▶ _Task data_
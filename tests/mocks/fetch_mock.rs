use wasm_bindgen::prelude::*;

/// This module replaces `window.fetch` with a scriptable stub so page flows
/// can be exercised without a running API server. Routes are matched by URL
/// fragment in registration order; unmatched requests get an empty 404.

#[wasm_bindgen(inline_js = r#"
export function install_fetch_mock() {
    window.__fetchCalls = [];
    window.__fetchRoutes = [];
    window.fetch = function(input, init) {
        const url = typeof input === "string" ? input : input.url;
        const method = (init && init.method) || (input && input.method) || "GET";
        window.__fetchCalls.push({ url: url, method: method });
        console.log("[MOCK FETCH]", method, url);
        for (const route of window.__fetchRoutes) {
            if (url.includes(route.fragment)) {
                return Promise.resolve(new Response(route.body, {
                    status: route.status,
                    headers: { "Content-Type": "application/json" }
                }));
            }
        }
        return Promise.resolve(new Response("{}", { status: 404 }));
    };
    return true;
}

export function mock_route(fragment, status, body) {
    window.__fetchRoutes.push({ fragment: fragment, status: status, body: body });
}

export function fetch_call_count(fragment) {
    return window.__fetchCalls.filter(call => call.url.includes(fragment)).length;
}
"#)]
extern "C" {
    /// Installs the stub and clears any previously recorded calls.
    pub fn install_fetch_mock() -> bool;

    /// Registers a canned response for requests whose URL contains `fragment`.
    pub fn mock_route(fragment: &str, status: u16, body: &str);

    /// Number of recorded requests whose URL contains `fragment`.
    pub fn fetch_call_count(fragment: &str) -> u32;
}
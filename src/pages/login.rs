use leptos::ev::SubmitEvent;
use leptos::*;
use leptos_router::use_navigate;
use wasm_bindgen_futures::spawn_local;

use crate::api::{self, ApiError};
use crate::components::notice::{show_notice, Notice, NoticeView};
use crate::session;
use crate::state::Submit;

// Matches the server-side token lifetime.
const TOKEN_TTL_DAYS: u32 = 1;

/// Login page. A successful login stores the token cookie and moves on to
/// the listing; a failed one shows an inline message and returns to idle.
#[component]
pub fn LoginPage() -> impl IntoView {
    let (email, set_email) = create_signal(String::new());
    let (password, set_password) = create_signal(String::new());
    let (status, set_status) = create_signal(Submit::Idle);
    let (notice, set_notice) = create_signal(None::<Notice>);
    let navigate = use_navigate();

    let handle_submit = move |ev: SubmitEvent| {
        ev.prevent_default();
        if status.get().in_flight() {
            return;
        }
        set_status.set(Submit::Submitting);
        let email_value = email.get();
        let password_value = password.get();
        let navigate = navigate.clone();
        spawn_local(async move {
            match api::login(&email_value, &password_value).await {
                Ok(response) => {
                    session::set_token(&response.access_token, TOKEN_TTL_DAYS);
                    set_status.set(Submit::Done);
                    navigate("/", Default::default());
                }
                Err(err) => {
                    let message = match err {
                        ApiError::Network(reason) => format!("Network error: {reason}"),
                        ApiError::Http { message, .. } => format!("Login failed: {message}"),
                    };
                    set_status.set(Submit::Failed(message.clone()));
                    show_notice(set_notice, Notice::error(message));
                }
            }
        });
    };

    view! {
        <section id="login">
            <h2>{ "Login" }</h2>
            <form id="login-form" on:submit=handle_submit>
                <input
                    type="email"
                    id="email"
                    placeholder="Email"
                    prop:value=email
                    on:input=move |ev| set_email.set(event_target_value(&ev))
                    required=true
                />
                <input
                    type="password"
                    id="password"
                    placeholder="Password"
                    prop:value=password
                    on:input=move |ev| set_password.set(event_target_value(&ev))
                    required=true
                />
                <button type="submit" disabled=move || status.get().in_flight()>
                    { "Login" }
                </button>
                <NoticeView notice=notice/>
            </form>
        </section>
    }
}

...

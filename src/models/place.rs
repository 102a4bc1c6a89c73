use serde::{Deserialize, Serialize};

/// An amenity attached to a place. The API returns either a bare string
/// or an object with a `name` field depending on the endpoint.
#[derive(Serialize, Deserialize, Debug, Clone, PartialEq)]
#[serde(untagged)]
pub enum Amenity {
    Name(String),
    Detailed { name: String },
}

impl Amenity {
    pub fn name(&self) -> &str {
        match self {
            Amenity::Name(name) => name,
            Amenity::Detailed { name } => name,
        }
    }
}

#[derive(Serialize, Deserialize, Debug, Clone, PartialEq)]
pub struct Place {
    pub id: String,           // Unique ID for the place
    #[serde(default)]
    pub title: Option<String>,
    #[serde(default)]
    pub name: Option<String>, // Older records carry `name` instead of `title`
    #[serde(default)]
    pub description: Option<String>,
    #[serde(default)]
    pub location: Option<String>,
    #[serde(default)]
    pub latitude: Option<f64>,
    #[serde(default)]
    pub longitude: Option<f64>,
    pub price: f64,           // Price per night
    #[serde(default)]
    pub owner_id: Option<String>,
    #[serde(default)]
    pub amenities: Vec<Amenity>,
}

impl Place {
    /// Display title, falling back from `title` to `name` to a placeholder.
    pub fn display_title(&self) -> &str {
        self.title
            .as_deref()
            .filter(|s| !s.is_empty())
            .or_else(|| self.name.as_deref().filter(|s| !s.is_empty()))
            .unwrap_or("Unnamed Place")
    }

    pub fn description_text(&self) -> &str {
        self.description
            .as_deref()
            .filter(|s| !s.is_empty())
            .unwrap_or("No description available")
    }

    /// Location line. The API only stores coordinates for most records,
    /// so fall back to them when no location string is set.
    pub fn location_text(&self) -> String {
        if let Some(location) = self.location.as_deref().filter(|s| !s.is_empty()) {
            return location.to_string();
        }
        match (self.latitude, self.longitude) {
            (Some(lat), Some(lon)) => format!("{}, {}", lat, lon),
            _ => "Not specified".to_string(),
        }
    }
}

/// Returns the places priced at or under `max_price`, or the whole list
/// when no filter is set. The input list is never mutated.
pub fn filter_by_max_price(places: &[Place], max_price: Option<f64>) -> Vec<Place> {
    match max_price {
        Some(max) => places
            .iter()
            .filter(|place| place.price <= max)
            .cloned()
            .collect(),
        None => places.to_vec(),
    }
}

▶ _Problem requirements_
Using the listing above, pick out each line that contains the word "Promise", then copy it.

▶ _Answer box_
                return Promise.resolve(new Response(route.body, {
        return Promise.resolve(new Response("{}", { status: 404 }));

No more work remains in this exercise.